* SOURCE DATA
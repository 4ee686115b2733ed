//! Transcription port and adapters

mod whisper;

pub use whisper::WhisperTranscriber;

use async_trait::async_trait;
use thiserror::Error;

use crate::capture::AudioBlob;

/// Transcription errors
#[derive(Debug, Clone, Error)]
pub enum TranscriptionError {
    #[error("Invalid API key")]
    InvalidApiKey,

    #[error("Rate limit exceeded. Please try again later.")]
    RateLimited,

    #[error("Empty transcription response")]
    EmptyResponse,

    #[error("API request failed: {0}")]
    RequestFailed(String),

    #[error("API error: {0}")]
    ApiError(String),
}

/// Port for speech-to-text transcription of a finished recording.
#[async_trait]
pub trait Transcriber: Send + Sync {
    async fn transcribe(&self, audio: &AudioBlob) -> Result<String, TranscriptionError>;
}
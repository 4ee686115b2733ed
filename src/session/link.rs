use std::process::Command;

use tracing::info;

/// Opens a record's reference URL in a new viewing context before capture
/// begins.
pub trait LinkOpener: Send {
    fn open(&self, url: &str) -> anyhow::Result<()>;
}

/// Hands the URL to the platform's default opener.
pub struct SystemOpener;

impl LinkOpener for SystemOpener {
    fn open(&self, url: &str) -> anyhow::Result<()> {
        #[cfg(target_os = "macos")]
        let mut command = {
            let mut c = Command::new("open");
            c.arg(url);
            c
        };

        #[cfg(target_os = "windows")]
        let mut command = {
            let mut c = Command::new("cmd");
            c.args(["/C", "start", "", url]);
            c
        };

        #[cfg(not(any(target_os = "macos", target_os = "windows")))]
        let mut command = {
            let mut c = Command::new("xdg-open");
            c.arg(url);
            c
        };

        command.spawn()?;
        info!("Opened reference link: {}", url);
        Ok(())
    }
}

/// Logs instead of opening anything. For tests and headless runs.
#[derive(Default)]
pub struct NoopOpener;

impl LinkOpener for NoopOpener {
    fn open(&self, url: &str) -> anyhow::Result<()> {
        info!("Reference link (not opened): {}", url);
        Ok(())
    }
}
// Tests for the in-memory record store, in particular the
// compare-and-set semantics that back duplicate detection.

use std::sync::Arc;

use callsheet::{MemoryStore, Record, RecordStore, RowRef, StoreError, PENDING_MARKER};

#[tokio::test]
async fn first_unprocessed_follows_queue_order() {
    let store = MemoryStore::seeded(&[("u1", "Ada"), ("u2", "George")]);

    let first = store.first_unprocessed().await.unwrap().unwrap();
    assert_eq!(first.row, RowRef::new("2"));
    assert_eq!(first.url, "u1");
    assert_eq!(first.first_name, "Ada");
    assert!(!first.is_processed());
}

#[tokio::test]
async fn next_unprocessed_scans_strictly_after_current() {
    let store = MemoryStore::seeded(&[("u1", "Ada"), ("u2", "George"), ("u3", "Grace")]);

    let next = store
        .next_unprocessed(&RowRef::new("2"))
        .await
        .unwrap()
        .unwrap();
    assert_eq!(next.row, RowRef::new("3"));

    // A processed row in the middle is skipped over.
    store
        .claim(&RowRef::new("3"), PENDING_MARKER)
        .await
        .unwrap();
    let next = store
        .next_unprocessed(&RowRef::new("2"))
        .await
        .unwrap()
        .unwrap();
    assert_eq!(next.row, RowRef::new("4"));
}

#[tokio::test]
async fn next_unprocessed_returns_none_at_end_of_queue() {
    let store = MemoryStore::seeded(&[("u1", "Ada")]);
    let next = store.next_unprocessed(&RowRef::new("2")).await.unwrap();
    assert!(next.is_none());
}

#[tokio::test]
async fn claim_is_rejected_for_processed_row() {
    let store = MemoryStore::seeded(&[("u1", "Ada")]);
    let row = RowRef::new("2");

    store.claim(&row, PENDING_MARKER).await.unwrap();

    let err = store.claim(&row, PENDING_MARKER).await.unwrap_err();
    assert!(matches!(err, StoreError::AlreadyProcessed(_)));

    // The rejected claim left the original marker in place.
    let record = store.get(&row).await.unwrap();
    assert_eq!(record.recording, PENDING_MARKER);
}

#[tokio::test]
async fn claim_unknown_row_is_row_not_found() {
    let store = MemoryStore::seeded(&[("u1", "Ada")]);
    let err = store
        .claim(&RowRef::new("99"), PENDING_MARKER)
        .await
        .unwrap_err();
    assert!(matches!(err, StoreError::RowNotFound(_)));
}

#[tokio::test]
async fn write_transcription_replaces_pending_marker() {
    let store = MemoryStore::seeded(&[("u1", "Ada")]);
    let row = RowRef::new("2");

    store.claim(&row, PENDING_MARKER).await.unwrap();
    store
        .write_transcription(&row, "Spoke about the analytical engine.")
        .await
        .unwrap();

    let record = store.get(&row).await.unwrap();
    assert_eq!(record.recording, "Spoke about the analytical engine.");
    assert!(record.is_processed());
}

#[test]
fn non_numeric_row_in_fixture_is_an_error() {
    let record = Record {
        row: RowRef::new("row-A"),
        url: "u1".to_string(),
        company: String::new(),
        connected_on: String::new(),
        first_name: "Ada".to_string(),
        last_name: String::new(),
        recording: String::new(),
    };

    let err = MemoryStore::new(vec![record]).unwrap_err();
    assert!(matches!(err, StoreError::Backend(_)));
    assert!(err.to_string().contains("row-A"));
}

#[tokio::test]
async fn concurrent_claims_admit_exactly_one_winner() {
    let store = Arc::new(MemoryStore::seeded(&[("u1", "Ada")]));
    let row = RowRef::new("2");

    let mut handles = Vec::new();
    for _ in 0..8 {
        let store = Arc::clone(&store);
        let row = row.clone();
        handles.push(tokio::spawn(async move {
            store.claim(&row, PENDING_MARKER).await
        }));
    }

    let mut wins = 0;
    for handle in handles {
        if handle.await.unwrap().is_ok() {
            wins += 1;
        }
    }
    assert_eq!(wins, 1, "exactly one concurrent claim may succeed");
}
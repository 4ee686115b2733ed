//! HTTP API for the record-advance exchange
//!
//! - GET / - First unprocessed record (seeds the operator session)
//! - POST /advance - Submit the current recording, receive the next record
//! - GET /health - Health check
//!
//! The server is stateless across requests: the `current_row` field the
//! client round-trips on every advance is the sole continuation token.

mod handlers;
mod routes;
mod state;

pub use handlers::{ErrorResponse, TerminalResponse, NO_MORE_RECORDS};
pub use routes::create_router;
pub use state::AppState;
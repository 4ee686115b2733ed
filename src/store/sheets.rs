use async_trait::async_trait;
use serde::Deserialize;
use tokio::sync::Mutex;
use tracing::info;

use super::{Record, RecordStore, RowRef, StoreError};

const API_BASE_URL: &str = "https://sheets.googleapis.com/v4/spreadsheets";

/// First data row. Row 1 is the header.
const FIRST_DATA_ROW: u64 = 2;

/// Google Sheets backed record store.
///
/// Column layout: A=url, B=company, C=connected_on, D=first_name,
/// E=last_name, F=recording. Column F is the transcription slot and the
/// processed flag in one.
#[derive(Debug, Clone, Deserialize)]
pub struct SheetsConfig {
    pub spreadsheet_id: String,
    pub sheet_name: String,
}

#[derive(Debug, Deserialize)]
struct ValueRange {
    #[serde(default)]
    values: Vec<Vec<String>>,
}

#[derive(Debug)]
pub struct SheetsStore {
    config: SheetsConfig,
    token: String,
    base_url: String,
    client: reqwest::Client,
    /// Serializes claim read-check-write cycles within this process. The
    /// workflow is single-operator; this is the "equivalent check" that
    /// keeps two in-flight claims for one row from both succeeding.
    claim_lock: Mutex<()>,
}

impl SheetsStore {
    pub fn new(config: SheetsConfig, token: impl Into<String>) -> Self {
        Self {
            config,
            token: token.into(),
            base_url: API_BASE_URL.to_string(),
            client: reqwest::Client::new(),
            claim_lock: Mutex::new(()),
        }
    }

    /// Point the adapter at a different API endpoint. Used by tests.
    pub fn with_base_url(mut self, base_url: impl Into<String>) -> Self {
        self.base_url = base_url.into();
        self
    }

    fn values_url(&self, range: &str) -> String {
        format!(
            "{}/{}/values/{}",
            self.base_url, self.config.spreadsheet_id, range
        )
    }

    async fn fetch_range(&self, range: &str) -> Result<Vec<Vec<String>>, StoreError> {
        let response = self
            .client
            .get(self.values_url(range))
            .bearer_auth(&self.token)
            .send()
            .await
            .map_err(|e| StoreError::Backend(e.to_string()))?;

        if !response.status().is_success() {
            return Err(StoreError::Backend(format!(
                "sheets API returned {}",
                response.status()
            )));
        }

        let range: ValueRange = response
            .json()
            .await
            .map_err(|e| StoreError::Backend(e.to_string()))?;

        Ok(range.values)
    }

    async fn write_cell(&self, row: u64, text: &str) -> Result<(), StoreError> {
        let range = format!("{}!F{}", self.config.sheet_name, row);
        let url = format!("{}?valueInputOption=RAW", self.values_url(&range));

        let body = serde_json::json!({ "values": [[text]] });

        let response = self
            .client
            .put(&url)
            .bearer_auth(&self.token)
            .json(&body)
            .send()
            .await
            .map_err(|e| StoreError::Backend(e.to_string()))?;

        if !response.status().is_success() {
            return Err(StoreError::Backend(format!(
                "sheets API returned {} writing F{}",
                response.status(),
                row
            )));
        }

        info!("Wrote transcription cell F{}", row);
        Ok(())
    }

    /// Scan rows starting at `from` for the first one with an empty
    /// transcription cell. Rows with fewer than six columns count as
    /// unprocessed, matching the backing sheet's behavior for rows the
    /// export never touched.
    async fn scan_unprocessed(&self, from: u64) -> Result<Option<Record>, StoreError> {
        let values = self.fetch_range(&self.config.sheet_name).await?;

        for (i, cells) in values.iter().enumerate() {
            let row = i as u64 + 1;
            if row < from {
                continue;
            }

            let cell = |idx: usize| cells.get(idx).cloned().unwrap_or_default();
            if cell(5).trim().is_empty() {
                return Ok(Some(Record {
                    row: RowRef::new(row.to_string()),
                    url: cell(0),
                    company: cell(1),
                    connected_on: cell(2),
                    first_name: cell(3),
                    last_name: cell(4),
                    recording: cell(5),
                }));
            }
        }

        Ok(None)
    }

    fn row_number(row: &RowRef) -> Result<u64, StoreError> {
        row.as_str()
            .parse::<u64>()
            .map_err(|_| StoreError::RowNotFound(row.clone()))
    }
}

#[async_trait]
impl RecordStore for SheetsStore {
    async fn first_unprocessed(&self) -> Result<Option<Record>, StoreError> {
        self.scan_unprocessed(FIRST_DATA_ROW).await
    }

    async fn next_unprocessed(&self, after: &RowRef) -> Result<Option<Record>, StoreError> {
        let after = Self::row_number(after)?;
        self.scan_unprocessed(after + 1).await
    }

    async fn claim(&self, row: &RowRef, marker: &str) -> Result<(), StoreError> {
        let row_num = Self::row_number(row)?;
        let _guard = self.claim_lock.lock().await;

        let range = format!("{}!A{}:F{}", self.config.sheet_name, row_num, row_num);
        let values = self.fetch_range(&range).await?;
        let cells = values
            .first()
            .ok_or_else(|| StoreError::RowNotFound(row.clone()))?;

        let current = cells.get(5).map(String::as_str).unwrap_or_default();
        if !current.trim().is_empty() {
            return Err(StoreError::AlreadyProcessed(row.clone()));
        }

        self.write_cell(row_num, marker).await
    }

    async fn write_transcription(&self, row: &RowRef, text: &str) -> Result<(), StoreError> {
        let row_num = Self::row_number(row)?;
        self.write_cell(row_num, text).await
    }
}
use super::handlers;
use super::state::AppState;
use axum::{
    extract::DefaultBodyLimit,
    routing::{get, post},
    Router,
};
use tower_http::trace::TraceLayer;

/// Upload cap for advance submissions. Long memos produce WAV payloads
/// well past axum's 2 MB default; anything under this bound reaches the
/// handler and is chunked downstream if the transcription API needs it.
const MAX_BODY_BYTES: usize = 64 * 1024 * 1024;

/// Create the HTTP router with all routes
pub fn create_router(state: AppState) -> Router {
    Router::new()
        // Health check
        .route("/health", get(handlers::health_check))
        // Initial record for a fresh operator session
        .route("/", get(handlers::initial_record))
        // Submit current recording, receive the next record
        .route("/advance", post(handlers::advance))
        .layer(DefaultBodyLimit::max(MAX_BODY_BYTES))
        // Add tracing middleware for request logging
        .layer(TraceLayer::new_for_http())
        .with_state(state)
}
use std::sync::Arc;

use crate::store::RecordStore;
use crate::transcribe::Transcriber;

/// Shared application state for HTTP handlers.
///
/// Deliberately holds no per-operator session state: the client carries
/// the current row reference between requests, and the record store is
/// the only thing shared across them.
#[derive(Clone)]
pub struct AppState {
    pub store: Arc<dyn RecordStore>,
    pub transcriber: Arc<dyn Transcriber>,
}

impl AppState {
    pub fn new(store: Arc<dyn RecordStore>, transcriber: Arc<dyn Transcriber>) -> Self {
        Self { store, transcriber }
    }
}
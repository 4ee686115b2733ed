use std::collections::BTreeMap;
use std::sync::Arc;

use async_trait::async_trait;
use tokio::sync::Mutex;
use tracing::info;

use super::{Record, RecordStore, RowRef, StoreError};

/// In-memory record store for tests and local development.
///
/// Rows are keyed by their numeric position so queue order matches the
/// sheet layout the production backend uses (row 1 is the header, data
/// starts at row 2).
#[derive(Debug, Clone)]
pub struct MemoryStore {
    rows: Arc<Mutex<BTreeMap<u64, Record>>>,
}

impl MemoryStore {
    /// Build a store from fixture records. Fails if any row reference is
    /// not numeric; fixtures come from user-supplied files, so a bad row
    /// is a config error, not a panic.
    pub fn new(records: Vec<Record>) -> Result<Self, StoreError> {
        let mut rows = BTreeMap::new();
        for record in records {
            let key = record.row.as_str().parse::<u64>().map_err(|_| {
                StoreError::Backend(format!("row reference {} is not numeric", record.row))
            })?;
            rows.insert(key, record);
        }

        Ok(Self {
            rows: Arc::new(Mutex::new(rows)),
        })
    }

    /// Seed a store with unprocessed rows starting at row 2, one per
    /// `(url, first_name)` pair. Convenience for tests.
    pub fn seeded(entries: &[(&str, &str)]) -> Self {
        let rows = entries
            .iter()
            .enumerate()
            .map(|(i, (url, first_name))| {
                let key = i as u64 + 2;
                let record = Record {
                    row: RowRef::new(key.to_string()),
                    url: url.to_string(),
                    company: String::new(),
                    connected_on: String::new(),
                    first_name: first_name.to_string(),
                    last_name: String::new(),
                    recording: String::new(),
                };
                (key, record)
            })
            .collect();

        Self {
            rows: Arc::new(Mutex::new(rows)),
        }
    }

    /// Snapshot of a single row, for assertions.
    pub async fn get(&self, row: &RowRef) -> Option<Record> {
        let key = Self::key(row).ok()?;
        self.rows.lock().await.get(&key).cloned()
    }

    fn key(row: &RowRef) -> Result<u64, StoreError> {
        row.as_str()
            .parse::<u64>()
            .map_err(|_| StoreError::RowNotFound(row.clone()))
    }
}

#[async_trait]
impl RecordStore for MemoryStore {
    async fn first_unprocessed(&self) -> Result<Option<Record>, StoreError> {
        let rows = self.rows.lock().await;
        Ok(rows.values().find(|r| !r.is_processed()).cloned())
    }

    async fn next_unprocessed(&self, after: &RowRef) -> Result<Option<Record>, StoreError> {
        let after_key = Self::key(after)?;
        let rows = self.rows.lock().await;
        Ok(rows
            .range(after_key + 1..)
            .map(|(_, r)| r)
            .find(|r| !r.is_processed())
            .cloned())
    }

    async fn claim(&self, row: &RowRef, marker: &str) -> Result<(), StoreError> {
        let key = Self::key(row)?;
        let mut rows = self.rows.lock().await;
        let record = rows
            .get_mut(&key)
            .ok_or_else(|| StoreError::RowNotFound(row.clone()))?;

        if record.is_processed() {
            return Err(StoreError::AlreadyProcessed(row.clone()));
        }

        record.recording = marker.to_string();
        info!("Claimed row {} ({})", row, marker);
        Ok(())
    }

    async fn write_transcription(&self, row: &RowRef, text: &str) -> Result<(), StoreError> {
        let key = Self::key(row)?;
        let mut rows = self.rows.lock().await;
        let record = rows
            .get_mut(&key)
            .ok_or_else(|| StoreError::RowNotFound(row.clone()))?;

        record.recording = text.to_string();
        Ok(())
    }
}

* PROBLEM REQUIREMENTS
Find how many lines in the data above include the string "struct", and give that number alone.

* EXERCISE ANSWER
7